Lohnungleichheit: Ruedi Noser vermisst eine sachliche Diskussion
Der Bund verteidigt seine Methode zur Erhebung der Lohnungleichheit als geeignet. Das sehen nicht alle so. FDP-Ständerat Ruedi Noser ist unzufrieden.
Das Wichtigste in Kürze
- Der Lohnunterschied zwischen Mann und Frau beträgt gut 18 Prozent, teils unerklärbar.
- Wie gross der unerklärte Anteil ist, hängt von den gemessenen Faktoren und der Methode ab.
- Ruedi Noser glaubt, dass sich derzeit niemand für eine sachliche Diskussion interessiert.
Ob Frauen bezüglich Lohn diskriminiert werden, scheint weniger klar als gemeinhin angenommen. Die Kritik lautet kurz zusammengefasst: Die vom Bund gemachte Lohnanalyse berücksichtigt zu wenige Faktoren.
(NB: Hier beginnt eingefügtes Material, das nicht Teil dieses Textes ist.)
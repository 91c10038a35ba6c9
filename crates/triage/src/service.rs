//! The triage orchestrator.
//!
//! Each operation reads a history window, prompts the engine one stage at a
//! time, decodes every reply, and only then appends a single event. An
//! engine or store failure anywhere before the append leaves the log
//! untouched.

use std::sync::Arc;

use medtriage_config::TriageConfig;
use medtriage_core::error::{DecodeError, Error, Result};
use medtriage_core::event::{Event, EventBody, EventId, EventKind};
use medtriage_core::message::ImageAttachment;
use medtriage_core::record::{Extraction, SoapReport, TriageResult};
use medtriage_core::store::EventStore;
use serde::Serialize;
use tracing::{debug, info, warn};

use crate::decode::decode_as;
use crate::engine::ReasoningEngine;
use crate::prompt;

/// Media types the engines accept inline.
const SUPPORTED_MEDIA_TYPES: [&str; 4] = ["image/png", "image/jpeg", "image/gif", "image/webp"];

/// Result of text-symptom triage.
#[derive(Debug, Clone, Serialize)]
pub struct TextTriage {
    pub extraction: Extraction,
    pub triage: TriageResult,
    #[serde(skip)]
    pub event: Event,
}

/// Result of image-context triage.
#[derive(Debug, Clone, Serialize)]
pub struct ImageTriage {
    pub triage: TriageResult,
    #[serde(skip)]
    pub event: Event,
}

/// An uploaded image as received from the caller.
#[derive(Debug, Clone, Default)]
pub struct ImageUpload {
    pub bytes: Vec<u8>,
    /// Media type declared by the client, if any
    pub content_type: Option<String>,
}

/// Orchestrates the extraction, triage, image, and report stages.
#[derive(Clone)]
pub struct TriageService {
    store: Arc<dyn EventStore>,
    engine: ReasoningEngine,
    config: TriageConfig,
}

impl TriageService {
    pub fn new(store: Arc<dyn EventStore>, engine: ReasoningEngine, config: TriageConfig) -> Self {
        Self {
            store,
            engine,
            config,
        }
    }

    pub fn store(&self) -> &Arc<dyn EventStore> {
        &self.store
    }

    // --- Text triage ---

    /// Extract, triage against the symptom timeline, and record a symptom.
    pub async fn process_text(&self, text: &str) -> Result<TextTriage> {
        let text = text.trim();
        if text.chars().count() < self.config.min_text_chars {
            return Err(Error::Validation("Text too short/empty".into()));
        }

        debug!(stage = "extraction", chars = text.chars().count(), "Starting text triage");
        let raw = self.engine.generate(prompt::extraction(text), None).await?;
        let extraction = match decode_as::<Extraction>(&raw).and_then(non_empty_transcription) {
            Ok(extraction) => extraction,
            Err(e) => {
                warn!(stage = "extraction", error = %e, "Using raw text as transcription");
                Extraction::fallback(text)
            }
        };

        let history = self
            .store
            .window(&[EventKind::Symptom], self.config.symptom_window)
            .await?;
        debug!(stage = "triage", history = history.len(), "Triage against timeline");

        let raw = self
            .engine
            .generate(prompt::triage(&history, &extraction.transcription_en), None)
            .await?;
        let triage = match decode_as::<TriageResult>(&raw) {
            Ok(mut triage) => {
                triage.visual_observation = None;
                triage
            }
            Err(e) => {
                warn!(stage = "triage", error = %e, "Using default triage");
                TriageResult::fallback()
            }
        };

        let event = self
            .store
            .append(
                extraction.transcription_en.clone(),
                EventBody::Symptom {
                    triage: triage.clone(),
                },
            )
            .await?;

        info!(
            id = event.id,
            specialist = %triage.specialist,
            priority = %triage.priority,
            "Symptom triaged"
        );
        Ok(TextTriage {
            extraction,
            triage,
            event,
        })
    }

    // --- Image triage ---

    /// Triage an uploaded image in the light of recent symptoms.
    ///
    /// There is no default here: a reply that does not decode fails the
    /// operation and nothing is recorded.
    pub async fn process_image(&self, upload: ImageUpload, context: &str) -> Result<ImageTriage> {
        let image = validate_image(upload)?;

        let history = self
            .store
            .window(&[EventKind::Symptom], self.config.image_window)
            .await?;
        debug!(
            stage = "image",
            media_type = %image.media_type,
            bytes = image.len(),
            history = history.len(),
            "Starting image triage"
        );

        let raw = self
            .engine
            .generate(prompt::image(&history, context), Some(image))
            .await?;
        let triage = decode_as::<TriageResult>(&raw).and_then(require_observation)?;

        let event = self
            .store
            .append(
                format!("Image uploaded for: {context}"),
                EventBody::ImageAnalysis {
                    triage: triage.clone(),
                },
            )
            .await?;

        info!(
            id = event.id,
            specialist = %triage.specialist,
            priority = %triage.priority,
            "Image triaged"
        );
        Ok(ImageTriage { triage, event })
    }

    // --- Report synthesis ---

    /// Summarize recent events of every kind into a SOAP report. Read-only.
    pub async fn generate_report(&self) -> Result<SoapReport> {
        let events = self.store.recent(self.config.report_window).await?;
        debug!(stage = "report", events = events.len(), "Synthesizing report");

        let raw = self.engine.generate(prompt::report(&events), None).await?;
        let report = decode_as::<SoapReport>(&raw)?;

        info!(alerts = report.critical_alerts.len(), "Report synthesized");
        Ok(report)
    }

    // --- History ---

    /// Record a free-form history note exactly as given.
    pub async fn add_history(&self, text: &str) -> Result<Event> {
        if text.trim().is_empty() {
            return Err(Error::Validation("no text".into()));
        }
        let event = self
            .store
            .append(text.to_string(), EventBody::HistoryNote)
            .await?;
        info!(id = event.id, "History note added");
        Ok(event)
    }

    /// The full log in insertion order.
    pub async fn history(&self) -> Result<Vec<Event>> {
        Ok(self.store.all().await?)
    }

    /// Delete one event; unknown ids are a no-op that returns 0.
    pub async fn delete_event(&self, id: EventId) -> Result<usize> {
        let removed = self.store.delete(id).await?;
        info!(id, removed, "Delete requested");
        Ok(removed)
    }
}

fn non_empty_transcription(extraction: Extraction) -> std::result::Result<Extraction, DecodeError> {
    if extraction.transcription_en.trim().is_empty() {
        return Err(DecodeError::Shape {
            reason: "transcription_en is empty".into(),
        });
    }
    Ok(extraction)
}

fn require_observation(triage: TriageResult) -> std::result::Result<TriageResult, DecodeError> {
    match triage.visual_observation.as_deref().map(str::trim) {
        Some(obs) if !obs.is_empty() => Ok(triage),
        _ => Err(DecodeError::Shape {
            reason: "missing field `visual_observation`".into(),
        }),
    }
}

/// Check the upload and settle its media type.
///
/// A declared type is trusted when it is one the engines accept; otherwise
/// the magic bytes decide.
fn validate_image(upload: ImageUpload) -> Result<ImageAttachment> {
    if upload.bytes.is_empty() {
        return Err(Error::Validation("No image uploaded".into()));
    }

    let declared = upload
        .content_type
        .as_deref()
        .map(|ct| ct.split(';').next().unwrap_or(ct).trim().to_ascii_lowercase())
        .filter(|ct| SUPPORTED_MEDIA_TYPES.contains(&ct.as_str()));

    let media_type = match declared {
        Some(ct) => ct,
        None => ImageAttachment::sniff_media_type(&upload.bytes)
            .map(str::to_string)
            .ok_or_else(|| Error::Image("unrecognized image format".into()))?,
    };

    Ok(ImageAttachment::new(media_type, upload.bytes))
}
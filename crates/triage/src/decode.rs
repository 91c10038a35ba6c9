//! Structured-text decoding of reasoning-engine responses.
//!
//! Engines are asked for a JSON object but often wrap it in prose or a
//! markdown code fence. Decoding is two-tier:
//!
//! 1. strict parse of the whole response;
//! 2. strict parse of the span from the first `{` to the last `}`.
//!
//! Nothing is ever filled in here. Callers that have a safe default apply
//! it themselves when decoding fails.

use medtriage_core::error::DecodeError;
use serde::de::DeserializeOwned;
use serde_json::{Map, Value};

/// Decode `raw` into a JSON object.
pub fn decode(raw: &str) -> Result<Map<String, Value>, DecodeError> {
    if let Ok(Value::Object(map)) = serde_json::from_str::<Value>(raw.trim()) {
        return Ok(map);
    }

    let (Some(start), Some(end)) = (raw.find('{'), raw.rfind('}')) else {
        return Err(DecodeError::NoDocument);
    };
    if end < start {
        return Err(DecodeError::NoDocument);
    }

    match serde_json::from_str::<Value>(&raw[start..=end]) {
        Ok(Value::Object(map)) => Ok(map),
        Ok(_) => Err(DecodeError::NoDocument),
        Err(e) => Err(DecodeError::Malformed {
            reason: e.to_string(),
        }),
    }
}

/// Decode `raw` and then fit the object to `T`.
///
/// A document that is found but lacks required fields (or has the wrong
/// types) is a `DecodeError::Shape`, so callers see one failure path
/// whether the text was garbage or merely incomplete.
pub fn decode_as<T: DeserializeOwned>(raw: &str) -> Result<T, DecodeError> {
    let map = decode(raw)?;
    serde_json::from_value(Value::Object(map)).map_err(|e| DecodeError::Shape {
        reason: e.to_string(),
    })
}

#[cfg(test)]
mod tests {
    use super::*;
    use medtriage_core::record::{Priority, TriageResult};
    use serde_json::json;

    #[test]
    fn strict_document_round_trips() {
        let doc = json!({
            "specialist": "Cardiologist",
            "reason": "Chest pain on exertion",
            "priority": "high",
            "nested": {"list": [1, 2, 3]}
        });
        let decoded = decode(&doc.to_string()).unwrap();
        assert_eq!(Value::Object(decoded), doc);
    }

    #[test]
    fn document_inside_prose_is_extracted() {
        let raw = "Sure! Here is the assessment you asked for:\n\
                   {\"specialist\": \"ENT\", \"reason\": \"Ear pain\", \"priority\": \"low\"}\n\
                   Let me know if you need anything else.";
        let decoded = decode(raw).unwrap();
        assert_eq!(decoded["specialist"], "ENT");
    }

    #[test]
    fn code_fenced_document_is_extracted() {
        let raw = "```json\n{\"transcription_en\": \"headache\", \"symptoms\": [\"headache\"]}\n```";
        let decoded = decode(raw).unwrap();
        assert_eq!(decoded["symptoms"], json!(["headache"]));
    }

    #[test]
    fn span_runs_to_last_closing_brace() {
        let raw = "prefix {\"a\": {\"b\": 1}} suffix";
        let decoded = decode(raw).unwrap();
        assert_eq!(decoded["a"]["b"], 1);
    }

    #[test]
    fn no_braces_is_no_document() {
        assert_eq!(decode("I cannot help with that."), Err(DecodeError::NoDocument));
        assert_eq!(decode(""), Err(DecodeError::NoDocument));
    }

    #[test]
    fn reversed_braces_is_no_document() {
        assert_eq!(decode("} nothing here {"), Err(DecodeError::NoDocument));
    }

    #[test]
    fn unbalanced_span_is_malformed() {
        let err = decode("{\"specialist\": \"ENT\", }").unwrap_err();
        assert!(matches!(err, DecodeError::Malformed { .. }));
    }

    #[test]
    fn two_objects_do_not_merge() {
        // Greedy span covers both objects, which is not one valid document
        let err = decode("{\"a\": 1} and {\"b\": 2}").unwrap_err();
        assert!(matches!(err, DecodeError::Malformed { .. }));
    }

    #[test]
    fn top_level_array_is_not_a_document() {
        assert_eq!(decode("[1, 2, 3]"), Err(DecodeError::NoDocument));
    }

    #[test]
    fn decode_as_fits_record() {
        let t: TriageResult = decode_as(
            "Result: {\"specialist\": \"Dermatologist\", \"reason\": \"Rash\", \"priority\": \"Medium\"}",
        )
        .unwrap();
        assert_eq!(t.priority, Priority::Medium);
        assert!(t.visual_observation.is_none());
    }

    #[test]
    fn decode_as_reports_missing_fields_as_shape() {
        let err = decode_as::<TriageResult>("{\"specialist\": \"ENT\"}").unwrap_err();
        assert!(matches!(err, DecodeError::Shape { .. }));
    }
}
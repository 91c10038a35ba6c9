//! OpenAI-compatible provider implementation.
//!
//! Works with: Gemini (via its OpenAI endpoint), OpenAI, OpenRouter, Ollama,
//! vLLM, and any other OpenAI-compatible endpoint.
//!
//! Images are sent as `image_url` content parts carrying a base64 data URI.

use async_trait::async_trait;
use medtriage_core::error::ProviderError;
use medtriage_core::message::{Message, Role};
use medtriage_core::provider::*;
use serde::{Deserialize, Serialize};
use tracing::{debug, warn};

use crate::{encode_image, http_client};

/// An OpenAI-compatible provider.
///
/// This handles the vast majority of providers since most expose
/// an OpenAI-compatible `/chat/completions` endpoint.
pub struct OpenAiCompatProvider {
    name: String,
    base_url: String,
    api_key: String,
    client: reqwest::Client,
}

impl OpenAiCompatProvider {
    /// Create a new OpenAI-compatible provider.
    pub fn new(
        name: impl Into<String>,
        base_url: impl Into<String>,
        api_key: impl Into<String>,
    ) -> Self {
        Self {
            name: name.into(),
            base_url: base_url.into().trim_end_matches('/').to_string(),
            api_key: api_key.into(),
            client: http_client(120),
        }
    }

    /// Create a Gemini provider through Google's OpenAI-compatible endpoint.
    pub fn gemini(api_key: impl Into<String>) -> Self {
        Self::new(
            "gemini",
            "https://generativelanguage.googleapis.com/v1beta/openai",
            api_key,
        )
    }

    /// Create an OpenRouter provider (convenience constructor).
    pub fn openrouter(api_key: impl Into<String>) -> Self {
        Self::new("openrouter", "https://openrouter.ai/api/v1", api_key)
    }

    /// Create an Ollama provider (convenience constructor).
    pub fn ollama(base_url: Option<&str>) -> Self {
        Self::new(
            "ollama",
            base_url.unwrap_or("http://localhost:11434/v1"),
            "ollama", // Ollama doesn't need a real key
        )
    }

    /// Convert our Message types to OpenAI API format.
    fn to_api_messages(messages: &[Message]) -> Vec<ApiMessage> {
        messages
            .iter()
            .map(|m| ApiMessage {
                role: match m.role {
                    Role::User => "user".into(),
                    Role::Assistant => "assistant".into(),
                    Role::System => "system".into(),
                },
                content: if m.images.is_empty() {
                    ApiContent::Text(m.content.clone())
                } else {
                    let mut parts = vec![ApiContentPart::Text {
                        text: m.content.clone(),
                    }];
                    parts.extend(m.images.iter().map(|img| ApiContentPart::ImageUrl {
                        image_url: ApiImageUrl {
                            url: format!("data:{};base64,{}", img.media_type, encode_image(img)),
                        },
                    }));
                    ApiContent::Parts(parts)
                },
            })
            .collect()
    }

    /// Map a non-success HTTP status to a provider error.
    fn status_error(status: u16, body: String) -> ProviderError {
        match status {
            429 => ProviderError::RateLimited {
                retry_after_secs: 5,
            },
            401 | 403 => ProviderError::AuthenticationFailed(
                "Invalid API key or insufficient permissions".into(),
            ),
            404 => ProviderError::ModelNotFound(body),
            _ => ProviderError::ApiError {
                status_code: status,
                message: body,
            },
        }
    }
}

#[async_trait]
impl medtriage_core::Provider for OpenAiCompatProvider {
    fn name(&self) -> &str {
        &self.name
    }

    async fn complete(
        &self,
        request: ProviderRequest,
    ) -> std::result::Result<ProviderResponse, ProviderError> {
        let url = format!("{}/chat/completions", self.base_url);

        let mut body = serde_json::json!({
            "model": request.model,
            "messages": Self::to_api_messages(&request.messages),
            "temperature": request.temperature,
            "stream": false,
        });

        if let Some(max_tokens) = request.max_tokens {
            body["max_tokens"] = serde_json::json!(max_tokens);
        }

        debug!(provider = %self.name, model = %request.model, "Sending completion request");

        let response = self
            .client
            .post(&url)
            .header("Authorization", format!("Bearer {}", self.api_key))
            .header("Content-Type", "application/json")
            .json(&body)
            .send()
            .await
            .map_err(|e| {
                if e.is_timeout() {
                    ProviderError::Timeout(e.to_string())
                } else {
                    ProviderError::Network(e.to_string())
                }
            })?;

        let status = response.status().as_u16();

        if status != 200 {
            let error_body = response.text().await.unwrap_or_default();
            warn!(status, body = %error_body, "Provider returned error");
            return Err(Self::status_error(status, error_body));
        }

        let api_response: ApiResponse =
            response.json().await.map_err(|e| ProviderError::ApiError {
                status_code: 200,
                message: format!("Failed to parse response: {e}"),
            })?;

        Self::response_to_provider_response(api_response)
    }

    async fn health_check(&self) -> std::result::Result<bool, ProviderError> {
        let url = format!("{}/models", self.base_url);
        let response = self
            .client
            .get(&url)
            .header("Authorization", format!("Bearer {}", self.api_key))
            .send()
            .await
            .map_err(|e| ProviderError::Network(e.to_string()))?;

        Ok(response.status().is_success())
    }
}

impl OpenAiCompatProvider {
    fn response_to_provider_response(
        api_response: ApiResponse,
    ) -> std::result::Result<ProviderResponse, ProviderError> {
        let choice =
            api_response
                .choices
                .into_iter()
                .next()
                .ok_or_else(|| ProviderError::ApiError {
                    status_code: 200,
                    message: "No choices in response".into(),
                })?;

        let usage = api_response.usage.map(|u| Usage {
            prompt_tokens: u.prompt_tokens,
            completion_tokens: u.completion_tokens,
            total_tokens: u.total_tokens,
        });

        Ok(ProviderResponse {
            message: Message::assistant(choice.message.content.unwrap_or_default()),
            usage,
            model: api_response.model,
        })
    }
}

// --- OpenAI API types ---

#[derive(Debug, Serialize)]
struct ApiMessage {
    role: String,
    content: ApiContent,
}

#[derive(Debug, Serialize)]
#[serde(untagged)]
enum ApiContent {
    Text(String),
    Parts(Vec<ApiContentPart>),
}

#[derive(Debug, Serialize)]
#[serde(tag = "type", rename_all = "snake_case")]
enum ApiContentPart {
    Text { text: String },
    ImageUrl { image_url: ApiImageUrl },
}

#[derive(Debug, Serialize)]
struct ApiImageUrl {
    url: String,
}

#[derive(Debug, Deserialize)]
struct ApiResponse {
    #[serde(default)]
    model: String,
    choices: Vec<ApiChoice>,
    usage: Option<ApiUsage>,
}

#[derive(Debug, Deserialize)]
struct ApiChoice {
    message: ApiResponseMessage,
}

#[derive(Debug, Deserialize)]
struct ApiResponseMessage {
    #[serde(default)]
    content: Option<String>,
}

#[derive(Debug, Deserialize)]
struct ApiUsage {
    prompt_tokens: u32,
    completion_tokens: u32,
    total_tokens: u32,
}

#[cfg(test)]
mod tests {
    use super::*;
    use medtriage_core::Provider;
    use medtriage_core::message::ImageAttachment;

    #[test]
    fn gemini_constructor() {
        let provider = OpenAiCompatProvider::gemini("g-test");
        assert_eq!(provider.name(), "gemini");
        assert!(provider.base_url.contains("generativelanguage.googleapis.com"));
    }

    #[test]
    fn ollama_constructor() {
        let provider = OpenAiCompatProvider::ollama(None);
        assert_eq!(provider.name(), "ollama");
        assert!(provider.base_url.contains("localhost:11434"));
    }

    #[test]
    fn trailing_slash_trimmed() {
        let provider = OpenAiCompatProvider::new("custom", "http://localhost:8080/v1/", "k");
        assert_eq!(provider.base_url, "http://localhost:8080/v1");
    }

    #[test]
    fn text_message_is_plain_string() {
        let api = OpenAiCompatProvider::to_api_messages(&[Message::user("headache")]);
        let json = serde_json::to_value(&api).unwrap();
        assert_eq!(json[0]["role"], "user");
        assert_eq!(json[0]["content"], "headache");
    }

    #[test]
    fn image_message_uses_content_parts() {
        let msg = Message::user("what is this rash")
            .with_image(ImageAttachment::new("image/png", vec![0x89, b'P', b'N', b'G']));
        let api = OpenAiCompatProvider::to_api_messages(&[msg]);
        let json = serde_json::to_value(&api).unwrap();
        let parts = json[0]["content"].as_array().unwrap();
        assert_eq!(parts.len(), 2);
        assert_eq!(parts[0]["type"], "text");
        assert_eq!(parts[0]["text"], "what is this rash");
        assert_eq!(parts[1]["type"], "image_url");
        let url = parts[1]["image_url"]["url"].as_str().unwrap();
        assert!(url.starts_with("data:image/png;base64,"));
        assert!(url.ends_with("iVBORw=="));
    }

    #[test]
    fn parse_completion_response() {
        let resp: ApiResponse = serde_json::from_str(
            r#"{
                "model": "gemini-2.0-flash",
                "choices": [{"message": {"role": "assistant", "content": "{\"priority\":\"low\"}"}}],
                "usage": {"prompt_tokens": 12, "completion_tokens": 4, "total_tokens": 16}
            }"#,
        )
        .unwrap();
        let pr = OpenAiCompatProvider::response_to_provider_response(resp).unwrap();
        assert_eq!(pr.message.content, r#"{"priority":"low"}"#);
        assert_eq!(pr.usage.unwrap().total_tokens, 16);
        assert_eq!(pr.model, "gemini-2.0-flash");
    }

    #[test]
    fn empty_choices_is_error() {
        let resp: ApiResponse =
            serde_json::from_str(r#"{"model": "m", "choices": [], "usage": null}"#).unwrap();
        assert!(OpenAiCompatProvider::response_to_provider_response(resp).is_err());
    }

    #[test]
    fn status_mapping() {
        assert!(matches!(
            OpenAiCompatProvider::status_error(429, String::new()),
            ProviderError::RateLimited { .. }
        ));
        assert!(matches!(
            OpenAiCompatProvider::status_error(403, String::new()),
            ProviderError::AuthenticationFailed(_)
        ));
        assert!(matches!(
            OpenAiCompatProvider::status_error(503, "overloaded".into()),
            ProviderError::ApiError { status_code: 503, .. }
        ));
    }
}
Würden etwa tatsächliche Berufserfahrung, Weiterbildungen oder Anzahl Jobwechsel berücksichtigt, könne mehr als die gut siebeneinhalb Prozent unerklärter Lohndifferenz begründet werden.
Das sieht auch Ruedi Noser so. Der FDP-Ständerat stellte bereits 2014 einen Antrag beim Bundesrat: Die Erhebungsmethode bei der Lohnanalyse müsse überprüft werden.
Welche Faktoren braucht es für die Analyse der Lohnungleichheit?
Nach externer Analyse kam der Bundesrat jedoch zum Schluss: «Die vom Bund angewandten statistischen Modelle sind aus wissenschaftlicher Sicht anerkannt und geeignet, um Lohnungleichheit zwischen Frauen und Männern zu messen.»
Damit war die Kritik vom Tisch. Auch Ruedi Noser akzeptierte die Beurteilung. Dennoch: angesprochen auf das Thema Lohnanalyse sagt der Unternehmer zu Nau: «Ich bin mit der Diskussion sehr unzufrieden.»
Das Bundesamt für Statistik BFS entgegnet, dass die von Noser vorgeschlagenen zusätzlichen Variablen auf ihre Realisierbarkeit geprüft worden seien. Resultat: «Die verwendeten Faktoren zur Erklärung von Lohnunterschieden entsprechen dem Stand der Wissenschaft und sollten beibehalten werden.»
Branchenanalysen können ungleiche Löhne besser erklären
Die von Noser vorgeschlagenen Faktoren Weiterbildungen, Sprachkenntnisse und Führungserfahrung empfiehlt der Bericht zwar nicht, da sie wenig zusätzliche Erklärungen liefern würden.
Allerdings: «Für die Faktoren effektive Berufserfahrung und Arbeitszeitmodelle sowie physische/psychische Belastungen soll geprüft werden, ob die notwendigen Informationen sinnvoll erhoben werden könnten.»
Branchenspezifische Lohnvergleiche können lediglich zwei Prozent – statt wie der Bund 7,7 Prozent – der Lohndifferenzen nicht erklären. Dies, weil sie zusätzliche Faktoren seit Jahren miterheben.
Zum Beispiel die tatsächliche Erwerbserfahrung. Branchenanalysen berücksichtigen Unterbrüche oder Teilzeitarbeit in der jeweiligen Berufskarriere einer Person. Der Bund erhebt hingegen nur die «potenzielle Erwerbserfahrung»: Das Lebensalter minus 15 Jahre.
Ruedi Noser: Politischer Wille fehlt
Arbeitgeberverband-Sprecher Fredy Greuter und Ruedi Noser sind deshalb einig: «Von einer systematischen Lohndiskriminierung kann in einer ernsthaften Diskussion keine Rede sein.» Die siebeneinhalb Prozent unerklärte Lohndifferenz seien eindeutig zu hoch.
Noser vermutet, dass derzeit kein Interesse daran bestehe, sich mit dem Thema Lohn sachlich auseinanderzusetzen. «Offenbar ist der politische Wille nicht vorhanden, den Tatsachen in die Augen zu sehen.»
Die Statistiker des Bundes weichen aus und wiederholen: «Das BFS veröffentlicht die Ergebnisse einer Analyse, die sich auf eine anerkannte Methode stützt», heisst es auf Anfrage.